The Social Protection industry aims to reduce poverty and vulnerability by promoting efficient labour markets, diminishing people’s exposure to economic and social risks such as unemployment, exclusion, sickness, disability and old age, and enhancing their capacity to manage these risks. Many Social Protection agencies are promoting a “digital first” service delivery model, through which citizen needs can be addressed in real-time and people can be empowered to help themselves using online and mobile technologies, rather than visiting a Government shopfront. Operating in real-time requires agencies to leverage up-to-the-minute citizen information to support highly responsive decision making and to predict the likely outcomes of intervention and other activities. In-memory platforms, such as SAP HANA, have the potential to enable this through real-time predictive, similarity and big data analytics capabilities.

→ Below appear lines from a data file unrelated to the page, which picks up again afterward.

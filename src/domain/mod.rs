// Domain layer: value types shared by the server and the asset helper, plus the ports they call out through.

pub mod model;
pub mod ports;
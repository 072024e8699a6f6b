use crate::config::ServerConfig;
use crate::core::browser::{schedule_browser_open, BrowserOpenResult, DelayedAction};
use crate::core::file_check::{check_project_files, FileChecklist};
use crate::core::port_selector::{select_port, PortPlan, PortSelection};
use crate::domain::model::ServerPhase;
use crate::domain::ports::BrowserLauncher;
use crate::utils::error::{DevToolsError, Result};
use axum::extract::{Request, State};
use axum::http::{header, HeaderValue};
use axum::middleware::{self, Next};
use axum::response::Response;
use axum::Router;
use std::future::Future;
use std::net::SocketAddr;
use std::path::{Path, PathBuf};
use std::sync::Arc;
use tower_http::services::ServeDir;
use tower_http::set_header::SetResponseHeaderLayer;

#[derive(Debug, Clone, Copy, PartialEq, Eq)]
pub enum RequestCategory {
    Get,
    Post,
    NotFound,
    Other,
}

impl RequestCategory {
    /// 依序比對 GET、POST、404，第一個出現的子字串決定分類
    pub fn classify(line: &str) -> Self {
        if line.contains("GET") {
            RequestCategory::Get
        } else if line.contains("POST") {
            RequestCategory::Post
        } else if line.contains("404") {
            RequestCategory::NotFound
        } else {
            RequestCategory::Other
        }
    }
}

#[derive(Debug, Clone, PartialEq, Eq)]
pub struct RequestLogEntry {
    pub timestamp: String,
    pub line: String,
    pub category: RequestCategory,
}

impl RequestLogEntry {
    pub fn new(line: String) -> Self {
        Self {
            timestamp: chrono::Local::now().format("%H:%M:%S").to_string(),
            category: RequestCategory::classify(&line),
            line,
        }
    }
}

pub type RequestLogger = Arc<dyn Fn(&RequestLogEntry) + Send + Sync>;

async fn log_requests(
    State(logger): State<RequestLogger>,
    request: Request,
    next: Next,
) -> Response {
    let method = request.method().clone();
    let uri = request.uri().clone();
    let version = request.version();

    let response = next.run(request).await;

    let line = format!(
        "\"{} {} {:?}\" {}",
        method,
        uri,
        version,
        response.status().as_u16()
    );
    (*logger)(&RequestLogEntry::new(line));
    response
}

/// 靜態檔案服務，所有回應 (含錯誤) 都帶 CORS 標頭
pub fn build_router(root: &Path, logger: RequestLogger) -> Router {
    Router::new()
        .fallback_service(ServeDir::new(root))
        .layer(middleware::from_fn_with_state(logger, log_requests))
        .layer(SetResponseHeaderLayer::overriding(
            header::ACCESS_CONTROL_ALLOW_ORIGIN,
            HeaderValue::from_static("*"),
        ))
        .layer(SetResponseHeaderLayer::overriding(
            header::ACCESS_CONTROL_ALLOW_METHODS,
            HeaderValue::from_static("GET, POST, OPTIONS"),
        ))
        .layer(SetResponseHeaderLayer::overriding(
            header::ACCESS_CONTROL_ALLOW_HEADERS,
            HeaderValue::from_static("Content-Type"),
        ))
}

/// 低號埠沒有權限時給出專屬錯誤，其餘一律視為伺服器錯誤
pub fn bind_error(addr: SocketAddr, e: std::io::Error) -> DevToolsError {
    if e.kind() == std::io::ErrorKind::PermissionDenied {
        DevToolsError::PermissionDenied { port: addr.port() }
    } else {
        DevToolsError::ServerError {
            message: format!("failed to bind {}: {}", addr, e),
        }
    }
}

#[derive(Debug)]
pub struct BoundServer {
    listener: tokio::net::TcpListener,
    addr: SocketAddr,
    root: PathBuf,
}

impl BoundServer {
    pub fn port(&self) -> u16 {
        self.addr.port()
    }

    pub fn local_addr(&self) -> SocketAddr {
        self.addr
    }
}

/// 開發伺服器的啟動流程，每一步都對應一個 `ServerPhase`
pub struct DevServer {
    config: ServerConfig,
    phase: ServerPhase,
}

impl DevServer {
    pub fn new(config: ServerConfig) -> Self {
        Self {
            config,
            phase: ServerPhase::NotStarted,
        }
    }

    pub fn config(&self) -> &ServerConfig {
        &self.config
    }

    pub fn phase(&self) -> ServerPhase {
        self.phase
    }

    fn transition(&mut self, next: ServerPhase) {
        if !self.phase.can_transition_to(next) {
            tracing::warn!("Unexpected server phase change {:?} -> {:?}", self.phase, next);
        }
        tracing::debug!("Server phase {:?} -> {:?}", self.phase, next);
        self.phase = next;
    }

    fn abort<T>(&mut self, error: DevToolsError) -> Result<T> {
        self.transition(ServerPhase::Aborted);
        Err(error)
    }

    pub fn check_files(&mut self) -> Result<FileChecklist> {
        self.transition(ServerPhase::CheckingFiles);
        match check_project_files(&self.config) {
            Ok(checklist) => Ok(checklist),
            Err(e) => self.abort(e),
        }
    }

    pub fn select_port(&mut self) -> Result<PortSelection> {
        match select_port(&PortPlan::from_config(&self.config)) {
            Ok(selection) => {
                self.transition(ServerPhase::PortSelected);
                Ok(selection)
            }
            Err(e) => self.abort(e),
        }
    }

    pub async fn bind(&mut self, port: u16) -> Result<BoundServer> {
        let requested = SocketAddr::new(self.config.host, port);

        let listener = match tokio::net::TcpListener::bind(requested).await {
            Ok(listener) => listener,
            Err(e) => return self.abort(bind_error(requested, e)),
        };
        let addr = match listener.local_addr() {
            Ok(addr) => addr,
            Err(e) => return self.abort(DevToolsError::IoError(e)),
        };

        self.transition(ServerPhase::Bound);
        tracing::info!("Listening on {}", addr);

        Ok(BoundServer {
            listener,
            addr,
            root: self.config.root_dir(),
        })
    }

    /// 設定關閉自動開啟時回傳 None
    pub fn schedule_browser<F>(
        &self,
        bound: &BoundServer,
        launcher: Arc<dyn BrowserLauncher>,
        on_result: F,
    ) -> Option<DelayedAction>
    where
        F: FnOnce(&str, &BrowserOpenResult) + Send + 'static,
    {
        if !self.config.open_browser {
            tracing::debug!("Browser auto-open disabled");
            return None;
        }

        Some(schedule_browser_open(
            launcher,
            self.config.game_url(bound.port()),
            self.config.browser_delay(),
            on_result,
        ))
    }

    /// 阻塞直到 `shutdown` 完成
    pub async fn serve<F>(
        &mut self,
        bound: BoundServer,
        logger: RequestLogger,
        shutdown: F,
    ) -> Result<()>
    where
        F: Future<Output = ()> + Send + 'static,
    {
        let router = build_router(&bound.root, logger);
        self.transition(ServerPhase::Serving);

        let served = axum::serve(bound.listener, router)
            .with_graceful_shutdown(shutdown)
            .await;

        match served {
            Ok(()) => {
                self.transition(ServerPhase::Stopped);
                Ok(())
            }
            Err(e) => self.abort(DevToolsError::ServerError {
                message: e.to_string(),
            }),
        }
    }
}

#[cfg(test)]
mod tests {
    use super::*;

    #[test]
    fn test_classify_priority() {
        assert_eq!(
            RequestCategory::classify("\"GET /index.html HTTP/1.1\" 200"),
            RequestCategory::Get
        );
        assert_eq!(
            RequestCategory::classify("\"POST /api HTTP/1.1\" 405"),
            RequestCategory::Post
        );
        // GET 優先於 404
        assert_eq!(
            RequestCategory::classify("\"GET /missing.png HTTP/1.1\" 404"),
            RequestCategory::Get
        );
        assert_eq!(
            RequestCategory::classify("\"PUT /x HTTP/1.1\" 404"),
            RequestCategory::NotFound
        );
        assert_eq!(
            RequestCategory::classify("\"OPTIONS / HTTP/1.1\" 405"),
            RequestCategory::Other
        );
    }

    #[test]
    fn test_log_entry_timestamp_format() {
        let entry = RequestLogEntry::new("\"GET / HTTP/1.1\" 200".to_string());
        assert_eq!(entry.timestamp.len(), 8);
        assert_eq!(entry.timestamp.matches(':').count(), 2);
        assert_eq!(entry.category, RequestCategory::Get);
    }

    #[test]
    fn test_missing_entry_aborts_before_port_selection() {
        let temp_dir = tempfile::TempDir::new().unwrap();
        let mut server = DevServer::new(ServerConfig {
            project_root: Some(temp_dir.path().to_path_buf()),
            ..ServerConfig::default()
        });

        assert!(server.check_files().is_err());
        assert_eq!(server.phase(), ServerPhase::Aborted);
    }

    #[test]
    fn test_bind_permission_denied_maps_to_fatal_error() {
        let addr: SocketAddr = "127.0.0.1:80".parse().unwrap();
        let err = bind_error(
            addr,
            std::io::Error::new(std::io::ErrorKind::PermissionDenied, "denied"),
        );

        assert!(matches!(err, DevToolsError::PermissionDenied { port: 80 }));
        assert_ne!(err.exit_code(), 0);
        assert!(err.recovery_suggestion().contains("port"));
    }

    #[test]
    fn test_bind_other_failures_map_to_server_error() {
        let addr: SocketAddr = "127.0.0.1:8000".parse().unwrap();
        let err = bind_error(
            addr,
            std::io::Error::new(std::io::ErrorKind::AddrInUse, "in use"),
        );

        match err {
            DevToolsError::ServerError { message } => assert!(message.contains("127.0.0.1:8000")),
            other => panic!("expected ServerError, got {:?}", other),
        }
    }
}
pub mod app;
pub mod config;
pub mod core;
pub mod domain;
pub mod utils;

pub use config::{AssetConfig, DevToolsConfig, ServerConfig};
pub use crate::core::server::DevServer;
pub use utils::error::{DevToolsError, Result};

This paper presents four use cases for Real-time Analytics within the context of the Social Protection industry:
1. Real-time Customer Segmentation;
2. Real-time Customer Risk Profiling;
3. Real-time Caseworker Decision Support; and
4. Real-time Social Policy Development.

Use Case #1: Real-time Customer Segmentation

In today’s resource constrained environment it is necessary for Social Protection organisations to segment their customer base to ensure that the right people receive the right level of service at the right time. A rule of thumb is that up to 80% of customers could be candidates for straight-through processing, where the customer is empowered through digital technologies to help themselves. The remaining 20% may have complex/special needs, requiring case management. The ability to analyse and assess customer circumstance data in real-time as it is being entered presents the opportunity for Social Protection organisations to identify and refer the 20% for caseworker assistance, and to fast-track the remaining 80% through a more automated process.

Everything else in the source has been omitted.